Atlanta based ASSURANCEAMERICA CORPORATION (OTCBB: ASAM), today announced its unaudited financial results for February 2006 and the two months ended February 28, 2006.
Revenues for the month of February, 2006 increased 94% to $5.4 million, compared to $2.8 million for the same month of 2005. Pretax earnings increased 73% for February, 2006 to $501,000, compared to $289,000 in February, 2005.
Revenues for the two months of 2006 increased 95% to $10.2 million, compared with $5.2 million for the same period of 2005. The Company increased pretax earnings 66% for the first two months of 2006 to $.78 million, compared with a gain of $.47 million in the same period last year.
Gross Premiums Produced (a non-GAAP financial measure), which includes gross written premium in the Carrier/MGA’s underwriting operations plus premiums for policies sold in the retail Agency subsidiary, increased 82% from $10.5 million in February of 2005 to $19.1 million in February of 2006. Gross Premiums Produced is used as the primary measure of the underlying growth of the Company’s revenue streams from period to period.
In announcing February’s results, Lawrence (Bud) Stumbaugh, President and CEO of AssuranceAmerica Corporation said, “Coming so close to $20 million written premium in one month is special because just seven years ago our written premium was less than $20 million for the whole year. Even more meaningful is that we exceeded a half-million dollars in one month’s pre-tax profit for the first time in our history.”
AssuranceAmerica focuses on the specialty automobile insurance marketplace, primarily in Florida, Georgia, Alabama, South Carolina, and Texas. Its principal operating subsidiaries are TrustWay Insurance Agencies, LLC (“Agency”), which sells personal automobile insurance policies through its 50 retail agencies, AssuranceAmerica Managing General Agency, LLC (“MGA”), and AssuranceAmerica Insurance Company (“Carrier”).

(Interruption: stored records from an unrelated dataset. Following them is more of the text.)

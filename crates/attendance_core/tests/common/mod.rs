#![allow(dead_code)]

use attendance_core::{
    AttendanceStore, InMemoryStore, JsonFileStore, NewStudent, SqliteAttendanceStore, Student,
};
use tempfile::TempDir;

/// One instance of every backend, plus the temp dir the JSON store lives in.
pub struct Backends {
    pub stores: Vec<(&'static str, Box<dyn AttendanceStore>)>,
    _json_dir: TempDir,
}

pub fn all_backends() -> Backends {
    let json_dir = tempfile::tempdir().unwrap();
    let stores: Vec<(&'static str, Box<dyn AttendanceStore>)> = vec![
        (
            "sqlite",
            Box::new(SqliteAttendanceStore::open_in_memory().unwrap()),
        ),
        ("memory", Box::new(InMemoryStore::new())),
        ("json", Box::new(JsonFileStore::open(json_dir.path()).unwrap())),
    ];
    Backends {
        stores,
        _json_dir: json_dir,
    }
}

pub fn add(store: &dyn AttendanceStore, name: &str, roll: &str) -> Student {
    store.create_student(&NewStudent::new(name, roll)).unwrap()
}
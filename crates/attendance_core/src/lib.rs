//! Core domain logic for the attendance tracker.
//!
//! Layering, leaf first: `model` → `repo` (adapter contract and backends,
//! with `db` bootstrapping SQLite) → `service`. The facade crate sits on top
//! and is the only intended caller of the services.

pub mod config;
pub mod db;
pub mod logging;
pub mod model;
pub mod repo;
pub mod service;

pub use config::{AttendanceConfig, StoreBackend};
pub use logging::{default_log_level, init_logging, logging_status, LoggingError};
pub use model::attendance::{
    Attendance, AttendanceId, AttendanceStatus, AttendanceWithStudent, NewAttendance,
};
pub use model::day::{DateInput, DateParseError, DayRange};
pub use model::student::{NewStudent, Student, StudentId, StudentValidationError};
pub use repo::{
    open_configured_store, AttendanceStore, InMemoryStore, JsonFileStore, SqliteAttendanceStore,
    StoreError, StoreResult,
};
pub use service::attendance_service::{
    AttendanceService, DailyAttendancePolicy, MarkAttendanceRequest,
};
pub use service::student_service::StudentService;
pub use service::{ServiceError, ServiceErrorKind, ServiceResult};

/// Returns the core crate version.
pub fn core_version() -> &'static str {
    env!("CARGO_PKG_VERSION")
}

This press release includes statements that may constitute “forward-looking” statements. These statements are made pursuant to the safe harbor provisions of the Private Securities Litigation Reform Act of 1995. Forward-looking statements inherently involve risks and uncertainties that could cause actual results to differ materially from the forward-looking statements, as discussed in the Company’s filings with the U.S. Securities Exchange Commission (SEC).